Rapporto ‘Caritas’ shock: povero un leccese su tre

'Caritas'

LECCE  –  “Sono nata in provincia di Lecce e ho 55 anni. Vivo con mio marito che è affetto da Alzheimer. Ricevo e ho ricevuto aiuto solo dalla Caritas”. È questa una delle testimonianze più sensibili e che più svelano la realtà amarissima portata a galla da “non uno, di più”, il II Rapporto sulla povertà presentato dalla ‘Caritas’ diocesana nel Cineteatro dei Salesiani, a Lecce. I numeri sono impietosi.

Un leccese su tre è scivolato nel baratro della povertà. Cioè, 8.000 famiglie su 36.000, nella sola città capoluogo, vive con un reddito inferiore ai 7.000 €, a volte con una pensione da 450 € mensili. Spesso, neanche con quella, ma con un contributo di 250 €.

Un’impennata che dal 2009 al 2012 ha visto passare la percentuale di indigenti dal 29 al 33%. Sull’intero territorio di indagine, che comprende Lecce e i 6 Comuni limitrofi di Arnesano, Lequile, Lizzanello, Monteroni, San Cesario, Surbo, su 167.000 abitanti, i disperati sono aumentati, in due anni, da 45.500 a 54.000 persone.

La sola ‘Casa della Carità’, attiva dalla Vigilia di Natale, ha ospitato già 600 persone. A ‘Casa Emmaus’, lo scorso anno ne sono state accolte 4.600, a fronte di 3.500, tre anni prima.
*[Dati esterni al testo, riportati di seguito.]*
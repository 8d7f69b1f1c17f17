use std::collections::{HashMap, VecDeque};
use tokio::sync::{Mutex, Notify};
use tokio::time::{sleep_until, Duration, Instant};

pub const DEFAULT_VISIBILITY_TIMEOUT: Duration = Duration::from_secs(15 * 60);
pub const DEFAULT_POLL_WAIT: Duration = Duration::from_secs(20);
pub const DEFAULT_MAX_DELIVERY_ATTEMPTS: u32 = 3;
pub const DEFAULT_QUEUE_CAPACITY: usize = 1_024;

const EXHAUSTED_ATTEMPTS_REASON: &str = "delivery attempts exhausted";

/// Errors surfaced by lease bookkeeping. A lease that expired and was swept
/// back into the visible queue is indistinguishable from one that never
/// existed, so both report as unknown.
#[derive(Debug, PartialEq, Eq)]
pub enum QueueError {
    UnknownLease { lease_id: u64 },
    UnknownDeadLetter { message_id: u64 },
}

impl std::fmt::Display for QueueError {
    fn fmt(&self, f: &mut std::fmt::Formatter<'_>) -> std::fmt::Result {
        match self {
            Self::UnknownLease { lease_id } => {
                write!(f, "lease {lease_id} is unknown or already expired")
            }
            Self::UnknownDeadLetter { message_id } => {
                write!(f, "dead-letter entry {message_id} does not exist")
            }
        }
    }
}

impl std::error::Error for QueueError {}

/// A consumer's time-bounded right to process one delivered message.
#[derive(Debug, Clone, Copy, PartialEq, Eq)]
pub struct Lease {
    id: u64,
}

impl Lease {
    pub fn id(&self) -> u64 {
        self.id
    }
}

/// One dequeued message plus the lease that must be completed, failed, or
/// extended before the visibility timeout elapses.
#[derive(Debug)]
pub struct Delivery<T> {
    message: T,
    lease: Lease,
    attempt: u32,
}

impl<T> Delivery<T> {
    pub fn message(&self) -> &T {
        &self.message
    }

    pub fn into_message(self) -> T {
        self.message
    }

    pub fn lease(&self) -> Lease {
        self.lease
    }

    /// 1-based delivery attempt for this message.
    pub fn attempt(&self) -> u32 {
        self.attempt
    }

    pub fn is_redelivery(&self) -> bool {
        self.attempt > 1
    }
}

/// Outcome of failing a lease: the message went back to the visible queue or
/// crossed its attempt budget and was dead-lettered.
#[derive(Debug, Clone, Copy, PartialEq, Eq)]
pub enum FailureDisposition {
    Requeued { attempt: u32 },
    DeadLettered,
}

/// A message parked for manual operator intervention (replay or discard).
#[derive(Debug, Clone)]
pub struct DeadLetter<T> {
    message_id: u64,
    payload: T,
    attempts: u32,
    reason: String,
}

impl<T> DeadLetter<T> {
    pub fn message_id(&self) -> u64 {
        self.message_id
    }

    pub fn payload(&self) -> &T {
        &self.payload
    }

    pub fn attempts(&self) -> u32 {
        self.attempts
    }

    pub fn reason(&self) -> &str {
        &self.reason
    }
}

/// Depth of each queue stage, for metrics and operator introspection.
#[derive(Debug, Clone, Copy, PartialEq, Eq)]
pub struct QueueStats {
    pub visible: usize,
    pub in_flight: usize,
    pub dead_lettered: usize,
}

#[derive(Debug, Clone, Copy)]
pub struct LeaseQueueParams {
    pub visibility_timeout: Duration,
    pub poll_wait: Duration,
    pub max_delivery_attempts: u32,
    pub capacity: usize,
}

impl Default for LeaseQueueParams {
    fn default() -> Self {
        Self {
            visibility_timeout: DEFAULT_VISIBILITY_TIMEOUT,
            poll_wait: DEFAULT_POLL_WAIT,
            max_delivery_attempts: DEFAULT_MAX_DELIVERY_ATTEMPTS,
            capacity: DEFAULT_QUEUE_CAPACITY,
        }
    }
}

struct QueuedMessage<T> {
    message_id: u64,
    payload: T,
    attempts: u32,
}

struct InFlight<T> {
    message: QueuedMessage<T>,
    deadline: Instant,
}

struct QueueState<T> {
    ready: VecDeque<QueuedMessage<T>>,
    in_flight: HashMap<u64, InFlight<T>>,
    dead: Vec<DeadLetter<T>>,
    next_message_id: u64,
    next_lease_id: u64,
}

impl<T> QueueState<T> {
    fn new() -> Self {
        Self {
            ready: VecDeque::new(),
            in_flight: HashMap::new(),
            dead: Vec::new(),
            next_message_id: 0,
            next_lease_id: 0,
        }
    }

    /// Moves every lease whose deadline has passed back into the visible
    /// queue. Attempt counts were bumped at delivery, so the next dequeue of
    /// a swept message sees one more attempt.
    fn release_expired(&mut self, now: Instant) {
        let expired: Vec<u64> = self
            .in_flight
            .iter()
            .filter(|(_, entry)| entry.deadline <= now)
            .map(|(lease_id, _)| *lease_id)
            .collect();
        for lease_id in expired {
            if let Some(entry) = self.in_flight.remove(&lease_id) {
                self.ready.push_back(entry.message);
            }
        }
    }

    fn nearest_deadline(&self) -> Option<Instant> {
        self.in_flight.values().map(|entry| entry.deadline).min()
    }

    fn held_messages(&self) -> usize {
        self.ready.len().saturating_add(self.in_flight.len())
    }
}

enum PollOutcome<T> {
    Delivered(Delivery<T>),
    Empty { nearest_expiry: Option<Instant> },
}

/// Async queue delivering messages at least once under leases. A lease that
/// is neither completed nor extended before the visibility timeout is
/// redelivered; a message that exhausts its delivery attempts is routed to
/// the dead-letter area instead of being delivered again.
pub struct LeaseQueue<T> {
    state: Mutex<QueueState<T>>,
    notify: Notify,
    visibility_timeout: Duration,
    poll_wait: Duration,
    max_delivery_attempts: u32,
    capacity: usize,
}

impl<T> LeaseQueue<T> {
    pub fn new(params: LeaseQueueParams) -> Self {
        assert!(params.capacity > 0, "capacity must be greater than zero");
        assert!(
            params.max_delivery_attempts > 0,
            "max_delivery_attempts must be greater than zero"
        );
        Self {
            state: Mutex::new(QueueState::new()),
            notify: Notify::new(),
            visibility_timeout: params.visibility_timeout,
            poll_wait: params.poll_wait,
            max_delivery_attempts: params.max_delivery_attempts,
            capacity: params.capacity,
        }
    }

    /// Enqueues one message and returns its queue-assigned id. Waits while
    /// the queue already holds `capacity` messages (visible plus in-flight).
    pub async fn enqueue(&self, payload: T) -> u64 {
        let mut pending = Some(payload);
        loop {
            let notified = self.notify.notified();
            let mut state = self.state.lock().await;
            if state.held_messages() < self.capacity {
                let payload = pending
                    .take()
                    .expect("message should only be enqueued once");
                let message_id = state.next_message_id;
                state.next_message_id += 1;
                state.ready.push_back(QueuedMessage {
                    message_id,
                    payload,
                    attempts: 0,
                });
                drop(state);
                self.notify.notify_waiters();
                return message_id;
            }
            drop(state);
            notified.await;
        }
    }

    /// Completes a lease, removing its message permanently.
    pub async fn complete(&self, lease: Lease) -> Result<(), QueueError> {
        let mut state = self.state.lock().await;
        state.release_expired(Instant::now());
        if state.in_flight.remove(&lease.id).is_some() {
            drop(state);
            self.notify.notify_waiters();
            Ok(())
        } else {
            Err(QueueError::UnknownLease { lease_id: lease.id })
        }
    }

    /// Pushes the lease deadline to `extension` from now.
    pub async fn extend_lease(&self, lease: Lease, extension: Duration) -> Result<(), QueueError> {
        let mut state = self.state.lock().await;
        let now = Instant::now();
        state.release_expired(now);
        match state.in_flight.get_mut(&lease.id) {
            Some(entry) => {
                entry.deadline = now + extension;
                Ok(())
            }
            None => Err(QueueError::UnknownLease { lease_id: lease.id }),
        }
    }

    /// Fails a lease: the message becomes visible again, unless its attempt
    /// budget is spent, in which case it is dead-lettered with `reason`.
    pub async fn fail(&self, lease: Lease, reason: &str) -> Result<FailureDisposition, QueueError> {
        let mut state = self.state.lock().await;
        state.release_expired(Instant::now());
        let entry = state
            .in_flight
            .remove(&lease.id)
            .ok_or(QueueError::UnknownLease { lease_id: lease.id })?;

        let message = entry.message;
        let disposition = if message.attempts >= self.max_delivery_attempts {
            state.dead.push(DeadLetter {
                message_id: message.message_id,
                payload: message.payload,
                attempts: message.attempts,
                reason: reason.to_string(),
            });
            FailureDisposition::DeadLettered
        } else {
            let attempt = message.attempts;
            state.ready.push_back(message);
            FailureDisposition::Requeued { attempt }
        };
        drop(state);
        self.notify.notify_waiters();
        Ok(disposition)
    }

    pub async fn stats(&self) -> QueueStats {
        let mut state = self.state.lock().await;
        state.release_expired(Instant::now());
        QueueStats {
            visible: state.ready.len(),
            in_flight: state.in_flight.len(),
            dead_lettered: state.dead.len(),
        }
    }

    pub async fn len(&self) -> usize {
        self.state.lock().await.ready.len()
    }

    pub async fn is_empty(&self) -> bool {
        let state = self.state.lock().await;
        state.ready.is_empty() && state.in_flight.is_empty()
    }

    /// Drops every visible and dead-lettered message, returning how many
    /// were removed. Outstanding leases are left to drain normally.
    pub async fn purge(&self) -> usize {
        let mut state = self.state.lock().await;
        let removed = state.ready.len().saturating_add(state.dead.len());
        state.ready.clear();
        state.dead.clear();
        drop(state);
        self.notify.notify_waiters();
        removed
    }

    /// Removes a dead-letter entry without reprocessing it.
    pub async fn discard_dead_letter(&self, message_id: u64) -> Result<(), QueueError> {
        let mut state = self.state.lock().await;
        let index = state
            .dead
            .iter()
            .position(|entry| entry.message_id == message_id)
            .ok_or(QueueError::UnknownDeadLetter { message_id })?;
        state.dead.remove(index);
        drop(state);
        self.notify.notify_waiters();
        Ok(())
    }

    /// Puts a dead-letter entry back into the visible queue with a fresh
    /// attempt budget.
    pub async fn replay_dead_letter(&self, message_id: u64) -> Result<(), QueueError> {
        let mut state = self.state.lock().await;
        let index = state
            .dead
            .iter()
            .position(|entry| entry.message_id == message_id)
            .ok_or(QueueError::UnknownDeadLetter { message_id })?;
        let entry = state.dead.remove(index);
        state.ready.push_back(QueuedMessage {
            message_id: entry.message_id,
            payload: entry.payload,
            attempts: 0,
        });
        drop(state);
        self.notify.notify_waiters();
        Ok(())
    }
}

impl<T: Clone> LeaseQueue<T> {
    /// Long-polls with the configured wait. Returns `None` when no message
    /// became visible before the poll deadline.
    pub async fn dequeue(&self) -> Option<Delivery<T>> {
        self.dequeue_timeout(self.poll_wait).await
    }

    /// Long-polls until `wait` elapses, waking early for new messages and
    /// for leases about to expire.
    pub async fn dequeue_timeout(&self, wait: Duration) -> Option<Delivery<T>> {
        let poll_deadline = Instant::now() + wait;
        loop {
            let notified = self.notify.notified();
            match self.poll_ready().await {
                PollOutcome::Delivered(delivery) => return Some(delivery),
                PollOutcome::Empty { nearest_expiry } => {
                    let wake_at = match nearest_expiry {
                        Some(expiry) => expiry.min(poll_deadline),
                        None => poll_deadline,
                    };
                    tokio::select! {
                        _ = notified => {}
                        _ = sleep_until(wake_at) => {
                            if Instant::now() >= poll_deadline {
                                return None;
                            }
                        }
                    }
                }
            }
        }
    }

    /// Non-blocking dequeue attempt.
    pub async fn try_dequeue(&self) -> Option<Delivery<T>> {
        match self.poll_ready().await {
            PollOutcome::Delivered(delivery) => Some(delivery),
            PollOutcome::Empty { .. } => None,
        }
    }

    /// Snapshot of the dead-letter area for operator inspection.
    pub async fn dead_letters(&self) -> Vec<DeadLetter<T>> {
        self.state.lock().await.dead.clone()
    }

    async fn poll_ready(&self) -> PollOutcome<T> {
        let mut state = self.state.lock().await;
        let now = Instant::now();
        state.release_expired(now);

        while let Some(mut message) = state.ready.pop_front() {
            message.attempts += 1;
            if message.attempts > self.max_delivery_attempts {
                // Redelivered past its budget (expiry path): park it instead
                // of handing it out again.
                state.dead.push(DeadLetter {
                    message_id: message.message_id,
                    payload: message.payload,
                    attempts: message.attempts - 1,
                    reason: EXHAUSTED_ATTEMPTS_REASON.to_string(),
                });
                continue;
            }

            let lease = Lease {
                id: state.next_lease_id,
            };
            state.next_lease_id += 1;
            let delivery = Delivery {
                message: message.payload.clone(),
                lease,
                attempt: message.attempts,
            };
            state.in_flight.insert(
                lease.id,
                InFlight {
                    message,
                    deadline: now + self.visibility_timeout,
                },
            );
            return PollOutcome::Delivered(delivery);
        }

        PollOutcome::Empty {
            nearest_expiry: state.nearest_deadline(),
        }
    }
}
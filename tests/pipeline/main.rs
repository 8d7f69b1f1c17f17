#[path = "../support/mod.rs"]
mod support;

mod enrich_pipeline;
mod keepa_http;
mod runner;
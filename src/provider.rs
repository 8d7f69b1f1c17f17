//! Vendor adapters that normalize external product-data APIs into the
//! pipeline's common enriched-item shape, plus the capability trait and
//! error taxonomy workers consume.

pub mod adapter;
pub mod amazon;
pub mod keepa;
pub mod metrics;
pub mod options;

pub use adapter::{build_provider, ItemEnricher, ProviderCredentials, ProviderError, ProviderKind};
pub use amazon::AmazonProvider;
pub use keepa::KeepaProvider;
pub use metrics::ProviderMetricsSnapshot;
pub use options::ProviderOptions;
//! Capability seam between workers and vendor APIs: the `ItemEnricher` trait,
//! the closed vendor set, credential plumbing, and the provider error
//! taxonomy that drives retry decisions.

use crate::catalog::item::{EnrichedFields, LineItem};
use crate::provider::amazon::AmazonProvider;
use crate::provider::keepa::KeepaProvider;
use crate::provider::options::ProviderOptions;
use anyhow::{bail, Context, Result};
use futures::future::BoxFuture;
use serde::{Deserialize, Serialize};
use std::str::FromStr;
use std::sync::Arc;

/// Vendor-call failures. Transient variants are retried with backoff;
/// permanent ones mark the item failed on the first attempt.
#[derive(Debug)]
pub enum ProviderError {
    Timeout { vendor: &'static str },
    RateLimited { vendor: &'static str },
    Transport { vendor: &'static str, message: String },
    Upstream { vendor: &'static str, status: u16 },
    Auth { vendor: &'static str },
    NoMatch { term: String },
    MissingSearchTerm { item_id: String },
    Malformed { vendor: &'static str, message: String },
}

impl ProviderError {
    pub fn is_transient(&self) -> bool {
        match self {
            Self::Timeout { .. } | Self::RateLimited { .. } | Self::Transport { .. } => true,
            Self::Upstream { status, .. } => *status >= 500,
            Self::Auth { .. }
            | Self::NoMatch { .. }
            | Self::MissingSearchTerm { .. }
            | Self::Malformed { .. } => false,
        }
    }
}

impl std::fmt::Display for ProviderError {
    fn fmt(&self, f: &mut std::fmt::Formatter<'_>) -> std::fmt::Result {
        match self {
            Self::Timeout { vendor } => write!(f, "{vendor} request timed out"),
            Self::RateLimited { vendor } => write!(f, "{vendor} rate limited the request"),
            Self::Transport { vendor, message } => {
                write!(f, "{vendor} transport error: {message}")
            }
            Self::Upstream { vendor, status } => {
                write!(f, "{vendor} returned HTTP status {status}")
            }
            Self::Auth { vendor } => write!(f, "{vendor} rejected the configured credentials"),
            Self::NoMatch { term } => write!(f, "no product matched search term \"{term}\""),
            Self::MissingSearchTerm { item_id } => {
                write!(f, "item {item_id} has no searchable fields")
            }
            Self::Malformed { vendor, message } => {
                write!(f, "{vendor} response could not be decoded: {message}")
            }
        }
    }
}

impl std::error::Error for ProviderError {}

/// Object-safe vendor capability: normalize one raw line item into the
/// common enriched shape or fail with a classified `ProviderError`.
pub trait ItemEnricher: Send + Sync {
    fn vendor(&self) -> &'static str;

    fn enrich_item<'a>(&'a self, item: &'a LineItem) -> BoxFuture<'a, Result<EnrichedFields>>;
}

/// Only test diagnostics (`expect_err` panic messages) format the trait
/// object, so the impl is compiled out of production builds.
#[cfg(test)]
impl std::fmt::Debug for dyn ItemEnricher {
    fn fmt(&self, f: &mut std::fmt::Formatter<'_>) -> std::fmt::Result {
        f.debug_struct("ItemEnricher")
            .field("vendor", &self.vendor())
            .finish()
    }
}

/// Closed set of supported vendors, chosen by configuration before any batch
/// is created.
#[derive(Debug, Clone, Copy, PartialEq, Eq, Serialize, Deserialize)]
#[serde(rename_all = "lowercase")]
pub enum ProviderKind {
    Keepa,
    Amazon,
}

impl ProviderKind {
    pub fn as_str(&self) -> &'static str {
        match self {
            Self::Keepa => "keepa",
            Self::Amazon => "amazon",
        }
    }
}

impl std::fmt::Display for ProviderKind {
    fn fmt(&self, f: &mut std::fmt::Formatter<'_>) -> std::fmt::Result {
        f.write_str(self.as_str())
    }
}

impl FromStr for ProviderKind {
    type Err = anyhow::Error;

    fn from_str(value: &str) -> Result<Self> {
        match value.trim().to_ascii_lowercase().as_str() {
            "keepa" => Ok(Self::Keepa),
            "amazon" => Ok(Self::Amazon),
            other => bail!("unknown provider \"{other}\" (expected \"keepa\" or \"amazon\")"),
        }
    }
}

const KEEPA_API_KEY_VAR: &str = "KEEPA_API_KEY";
const AMAZON_API_KEY_VAR: &str = "AMAZON_API_KEY";
const AMAZON_API_SECRET_VAR: &str = "AMAZON_API_SECRET";

/// Vendor credentials, typically sourced from the environment.
#[derive(Debug, Clone, Default)]
pub struct ProviderCredentials {
    keepa_api_key: Option<String>,
    amazon_api_key: Option<String>,
    amazon_api_secret: Option<String>,
}

impl ProviderCredentials {
    /// Reads `KEEPA_API_KEY`, `AMAZON_API_KEY`, and `AMAZON_API_SECRET`.
    /// Missing variables stay unset; `build_provider` reports which one a
    /// selected vendor actually needs.
    pub fn from_env() -> Self {
        Self {
            keepa_api_key: read_env(KEEPA_API_KEY_VAR),
            amazon_api_key: read_env(AMAZON_API_KEY_VAR),
            amazon_api_secret: read_env(AMAZON_API_SECRET_VAR),
        }
    }

    pub fn keepa(api_key: impl Into<String>) -> Self {
        Self {
            keepa_api_key: Some(api_key.into()),
            ..Self::default()
        }
    }

    pub fn amazon(api_key: impl Into<String>, api_secret: impl Into<String>) -> Self {
        Self {
            amazon_api_key: Some(api_key.into()),
            amazon_api_secret: Some(api_secret.into()),
            ..Self::default()
        }
    }
}

fn read_env(name: &str) -> Option<String> {
    std::env::var(name)
        .ok()
        .map(|value| value.trim().to_string())
        .filter(|value| !value.is_empty())
}

/// Builds the configured vendor adapter. Fails when the selected vendor's
/// credentials are absent.
pub fn build_provider(
    kind: ProviderKind,
    credentials: &ProviderCredentials,
    options: ProviderOptions,
) -> Result<Arc<dyn ItemEnricher>> {
    match kind {
        ProviderKind::Keepa => {
            let api_key = credentials
                .keepa_api_key
                .as_deref()
                .with_context(|| format!("{KEEPA_API_KEY_VAR} is required for the keepa provider"))?;
            Ok(Arc::new(KeepaProvider::new(api_key, options)?))
        }
        ProviderKind::Amazon => {
            let api_key = credentials
                .amazon_api_key
                .as_deref()
                .with_context(|| format!("{AMAZON_API_KEY_VAR} is required for the amazon provider"))?;
            let api_secret = credentials.amazon_api_secret.as_deref().with_context(|| {
                format!("{AMAZON_API_SECRET_VAR} is required for the amazon provider")
            })?;
            Ok(Arc::new(AmazonProvider::new(api_key, api_secret)?))
        }
    }
}
//! Worker pool orchestration for `EnrichmentPipeline`.
//!
//! Owns worker creation, panic capture, and the runaway-error fan-in that
//! turns a dead worker into a pipeline-wide shutdown.

use crate::runtime::fatal::FatalErrorHandler;
use futures::FutureExt;
use std::any::Any;
use std::sync::Arc;
use tokio::task::JoinHandle;
use tokio_util::sync::CancellationToken;

use super::process::Worker;
use super::shared::WorkerShared;

pub(crate) struct WorkerPool {
    worker_count: usize,
    workers: Vec<JoinHandle<()>>,
}

impl WorkerPool {
    pub(crate) fn new(worker_count: usize) -> Self {
        Self {
            worker_count: worker_count.max(1),
            workers: Vec::new(),
        }
    }

    pub(crate) fn worker_count(&self) -> usize {
        self.worker_count
    }

    pub(crate) fn handles(&self) -> &Vec<JoinHandle<()>> {
        &self.workers
    }

    /// Spawns the full pool. A worker that returns an error or panics trips
    /// the fatal handler and cancels both tokens so the rest of the run
    /// unwinds promptly.
    pub(crate) fn launch(
        &mut self,
        shared: WorkerShared,
        run_token: CancellationToken,
        root_shutdown: CancellationToken,
        fatal_handler: Arc<FatalErrorHandler>,
    ) {
        self.workers.clear();

        for worker_id in 0..self.worker_count {
            let worker = Worker::new(worker_id, run_token.clone(), shared.clone());
            let worker_shutdown = run_token.clone();
            let root_shutdown = root_shutdown.clone();
            let fatal_handler = fatal_handler.clone();

            let handle = tokio::spawn(async move {
                let result = std::panic::AssertUnwindSafe(worker.run())
                    .catch_unwind()
                    .await;

                match result {
                    Ok(Ok(())) => {}
                    Ok(Err(err)) => {
                        tracing::error!(
                            worker = worker_id,
                            error = %err,
                            "worker task exited with error"
                        );
                        let context = format!("worker {worker_id} exited with error");
                        let err = err.context(context.clone());
                        fatal_handler.trigger(context.as_str(), err);
                        worker_shutdown.cancel();
                        root_shutdown.cancel();
                    }
                    Err(panic_payload) => {
                        let panic_msg = panic_message(panic_payload.as_ref());
                        tracing::error!(
                            worker = worker_id,
                            panic = %panic_msg,
                            "worker task panicked"
                        );
                        let context = format!("worker {worker_id} panicked");
                        let panic_error =
                            anyhow::anyhow!("worker {worker_id} panicked: {panic_msg}");
                        fatal_handler.trigger(context.as_str(), panic_error);
                        worker_shutdown.cancel();
                        root_shutdown.cancel();
                    }
                }
            });

            self.workers.push(handle);
        }
    }

    pub(crate) fn take_handles(&mut self) -> Vec<JoinHandle<()>> {
        std::mem::take(&mut self.workers)
    }
}

fn panic_message(panic: &(dyn Any + Send)) -> String {
    if let Some(message) = panic.downcast_ref::<&str>() {
        (*message).to_string()
    } else if let Some(message) = panic.downcast_ref::<String>() {
        message.clone()
    } else {
        "unknown panic payload".to_string()
    }
}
Poi c’è il capitolo assistenza sanitaria. Lo scorso anno la ‘Caritas’ ha erogato 1.800 prestazioni a cittadini che non ce la fanno a pagare il ticket. L’identikit dei nuovi poveri si fa sempre più comune. Vedove, ammalati, molti separati ingrossano le file alle mense e nei dormitori. Hanno un’età media di 55 anni, ma rispetto al 2011 aumenta anche la presenza dei giovani, dai 19 ai 24 anni.

Non si tratta dunque solo di stranieri, che pure sempre di più si rivolgono ai Centri d’Ascolto. Il problema però rimane sempre lo stesso.